BEGIN

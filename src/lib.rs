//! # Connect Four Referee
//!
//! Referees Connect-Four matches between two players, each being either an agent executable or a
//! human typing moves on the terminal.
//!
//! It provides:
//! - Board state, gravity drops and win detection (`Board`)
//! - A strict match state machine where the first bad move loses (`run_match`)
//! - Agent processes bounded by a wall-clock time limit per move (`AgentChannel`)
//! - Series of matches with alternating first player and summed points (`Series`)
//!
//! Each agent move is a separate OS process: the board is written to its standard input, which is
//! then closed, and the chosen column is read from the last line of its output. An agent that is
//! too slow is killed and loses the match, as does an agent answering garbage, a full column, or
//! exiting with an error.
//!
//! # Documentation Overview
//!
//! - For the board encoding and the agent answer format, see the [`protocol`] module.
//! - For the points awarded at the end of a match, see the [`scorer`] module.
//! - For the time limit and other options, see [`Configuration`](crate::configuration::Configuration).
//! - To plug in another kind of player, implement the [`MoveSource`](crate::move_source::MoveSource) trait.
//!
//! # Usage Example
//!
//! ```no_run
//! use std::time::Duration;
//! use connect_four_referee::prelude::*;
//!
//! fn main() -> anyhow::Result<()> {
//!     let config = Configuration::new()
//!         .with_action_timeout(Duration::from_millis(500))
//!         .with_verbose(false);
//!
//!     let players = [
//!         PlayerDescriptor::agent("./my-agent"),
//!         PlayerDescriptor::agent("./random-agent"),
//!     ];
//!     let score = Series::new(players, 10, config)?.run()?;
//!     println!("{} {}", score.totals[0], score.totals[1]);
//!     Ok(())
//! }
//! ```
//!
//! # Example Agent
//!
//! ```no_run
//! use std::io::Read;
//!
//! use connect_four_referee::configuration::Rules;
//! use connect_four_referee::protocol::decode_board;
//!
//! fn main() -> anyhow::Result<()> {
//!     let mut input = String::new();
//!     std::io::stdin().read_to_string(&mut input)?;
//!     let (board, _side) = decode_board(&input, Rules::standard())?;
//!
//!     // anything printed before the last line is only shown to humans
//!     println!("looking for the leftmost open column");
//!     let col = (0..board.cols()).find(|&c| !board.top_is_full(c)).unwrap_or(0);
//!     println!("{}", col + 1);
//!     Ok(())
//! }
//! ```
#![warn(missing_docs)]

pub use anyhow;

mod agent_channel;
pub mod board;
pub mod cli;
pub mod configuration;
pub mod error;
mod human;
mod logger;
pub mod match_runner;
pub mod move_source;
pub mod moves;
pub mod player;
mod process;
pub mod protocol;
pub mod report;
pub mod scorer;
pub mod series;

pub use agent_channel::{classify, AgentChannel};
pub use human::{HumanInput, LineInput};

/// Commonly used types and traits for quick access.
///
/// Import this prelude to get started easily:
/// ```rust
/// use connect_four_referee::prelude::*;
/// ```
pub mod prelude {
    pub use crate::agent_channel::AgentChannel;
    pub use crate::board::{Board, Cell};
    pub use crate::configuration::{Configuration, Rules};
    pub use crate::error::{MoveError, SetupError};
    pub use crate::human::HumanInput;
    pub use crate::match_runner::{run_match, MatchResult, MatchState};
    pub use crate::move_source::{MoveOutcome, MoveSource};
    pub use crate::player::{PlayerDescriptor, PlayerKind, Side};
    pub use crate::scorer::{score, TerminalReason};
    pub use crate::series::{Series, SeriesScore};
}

END
BEGIN

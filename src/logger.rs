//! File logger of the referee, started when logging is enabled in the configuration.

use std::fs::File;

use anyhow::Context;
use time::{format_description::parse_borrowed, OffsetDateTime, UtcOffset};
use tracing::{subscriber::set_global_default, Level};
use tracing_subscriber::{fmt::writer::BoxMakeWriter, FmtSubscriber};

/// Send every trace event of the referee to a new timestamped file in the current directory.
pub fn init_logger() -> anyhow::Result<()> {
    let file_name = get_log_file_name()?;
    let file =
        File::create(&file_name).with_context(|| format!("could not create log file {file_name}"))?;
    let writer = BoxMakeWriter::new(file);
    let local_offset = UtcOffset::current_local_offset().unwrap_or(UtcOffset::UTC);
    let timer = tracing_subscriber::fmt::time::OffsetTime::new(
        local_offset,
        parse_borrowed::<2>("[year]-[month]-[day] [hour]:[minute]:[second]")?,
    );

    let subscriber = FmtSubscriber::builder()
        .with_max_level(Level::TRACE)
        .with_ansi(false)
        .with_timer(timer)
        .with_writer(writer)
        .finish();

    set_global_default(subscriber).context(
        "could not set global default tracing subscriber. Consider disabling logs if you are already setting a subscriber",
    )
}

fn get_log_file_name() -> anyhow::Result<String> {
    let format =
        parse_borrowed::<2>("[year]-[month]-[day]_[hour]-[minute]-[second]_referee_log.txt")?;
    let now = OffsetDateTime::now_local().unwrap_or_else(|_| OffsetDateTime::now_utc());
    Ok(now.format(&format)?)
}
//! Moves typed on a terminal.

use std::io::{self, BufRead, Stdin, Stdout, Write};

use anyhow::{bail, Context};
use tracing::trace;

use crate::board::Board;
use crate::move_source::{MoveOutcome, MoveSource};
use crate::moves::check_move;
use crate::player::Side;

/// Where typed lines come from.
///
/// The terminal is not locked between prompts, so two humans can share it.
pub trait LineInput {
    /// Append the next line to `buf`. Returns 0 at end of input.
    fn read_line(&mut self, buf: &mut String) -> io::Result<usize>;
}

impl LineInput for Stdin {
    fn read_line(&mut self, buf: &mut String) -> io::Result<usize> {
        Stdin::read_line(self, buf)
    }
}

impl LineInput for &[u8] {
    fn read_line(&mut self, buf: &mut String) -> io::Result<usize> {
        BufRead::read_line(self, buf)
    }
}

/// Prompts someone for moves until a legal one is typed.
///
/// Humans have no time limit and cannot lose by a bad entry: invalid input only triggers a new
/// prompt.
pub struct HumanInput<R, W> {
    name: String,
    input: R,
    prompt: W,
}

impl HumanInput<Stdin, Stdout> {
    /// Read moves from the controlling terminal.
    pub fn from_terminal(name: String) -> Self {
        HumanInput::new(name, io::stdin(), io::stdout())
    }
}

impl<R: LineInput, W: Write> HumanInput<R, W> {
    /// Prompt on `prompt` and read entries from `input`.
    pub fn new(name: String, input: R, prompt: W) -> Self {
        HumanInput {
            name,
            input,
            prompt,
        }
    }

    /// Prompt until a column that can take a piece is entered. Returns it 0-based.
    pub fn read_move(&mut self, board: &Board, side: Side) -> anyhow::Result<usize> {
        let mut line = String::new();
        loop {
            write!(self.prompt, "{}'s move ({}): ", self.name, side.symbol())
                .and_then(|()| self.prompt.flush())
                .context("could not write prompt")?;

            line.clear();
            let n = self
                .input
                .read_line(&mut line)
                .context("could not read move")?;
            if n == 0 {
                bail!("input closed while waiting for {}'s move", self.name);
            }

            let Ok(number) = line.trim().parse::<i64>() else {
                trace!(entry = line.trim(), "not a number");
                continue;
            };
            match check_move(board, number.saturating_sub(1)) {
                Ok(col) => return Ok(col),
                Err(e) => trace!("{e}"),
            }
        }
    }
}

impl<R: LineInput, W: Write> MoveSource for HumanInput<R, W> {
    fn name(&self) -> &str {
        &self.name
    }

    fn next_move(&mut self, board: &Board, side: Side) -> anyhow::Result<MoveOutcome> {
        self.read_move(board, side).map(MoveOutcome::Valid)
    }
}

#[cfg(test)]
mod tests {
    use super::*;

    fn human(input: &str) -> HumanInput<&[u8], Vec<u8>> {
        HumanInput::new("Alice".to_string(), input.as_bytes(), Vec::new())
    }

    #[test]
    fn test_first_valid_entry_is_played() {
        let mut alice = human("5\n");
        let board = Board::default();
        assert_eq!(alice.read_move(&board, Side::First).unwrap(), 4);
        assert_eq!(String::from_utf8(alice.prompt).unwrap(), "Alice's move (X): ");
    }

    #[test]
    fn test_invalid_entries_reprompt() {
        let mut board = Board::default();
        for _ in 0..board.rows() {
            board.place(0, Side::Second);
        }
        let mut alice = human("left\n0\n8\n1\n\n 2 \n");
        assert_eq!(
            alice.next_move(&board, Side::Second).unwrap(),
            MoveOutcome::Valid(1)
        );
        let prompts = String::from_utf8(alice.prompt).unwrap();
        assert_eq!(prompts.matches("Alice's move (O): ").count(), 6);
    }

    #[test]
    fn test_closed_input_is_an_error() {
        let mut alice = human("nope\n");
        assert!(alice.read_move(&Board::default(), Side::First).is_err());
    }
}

END
BEGIN

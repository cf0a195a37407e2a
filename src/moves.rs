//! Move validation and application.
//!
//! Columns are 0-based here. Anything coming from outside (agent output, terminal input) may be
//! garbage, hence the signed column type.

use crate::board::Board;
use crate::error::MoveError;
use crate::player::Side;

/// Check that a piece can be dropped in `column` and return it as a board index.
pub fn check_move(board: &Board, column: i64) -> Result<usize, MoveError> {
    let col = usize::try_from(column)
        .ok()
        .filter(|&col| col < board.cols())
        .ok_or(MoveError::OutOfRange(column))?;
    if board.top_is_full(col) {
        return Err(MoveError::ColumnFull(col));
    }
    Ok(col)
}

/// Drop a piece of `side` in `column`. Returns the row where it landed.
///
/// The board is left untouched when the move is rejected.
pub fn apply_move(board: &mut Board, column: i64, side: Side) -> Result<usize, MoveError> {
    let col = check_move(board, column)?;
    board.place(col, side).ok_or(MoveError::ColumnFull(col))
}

END

§ WORK TO COMPLETE:
Set down, from the entries above, exactly the lines from the one with "filename src/lib.rs" up to and including the one with "- Agent processes", and no other lines.

§ REPLY:
filename src/lib.rs
//! # Connect Four Referee
//!
//! Referees Connect-Four matches between two players, each being either an agent executable or a
//! human typing moves on the terminal.
//!
//! It provides:
//! - Board state, gravity drops and win detection (`Board`)
//! - A strict match state machine where the first bad move loses (`run_match`)
//! - Agent processes bounded by a wall-clock time limit per move (`AgentChannel`)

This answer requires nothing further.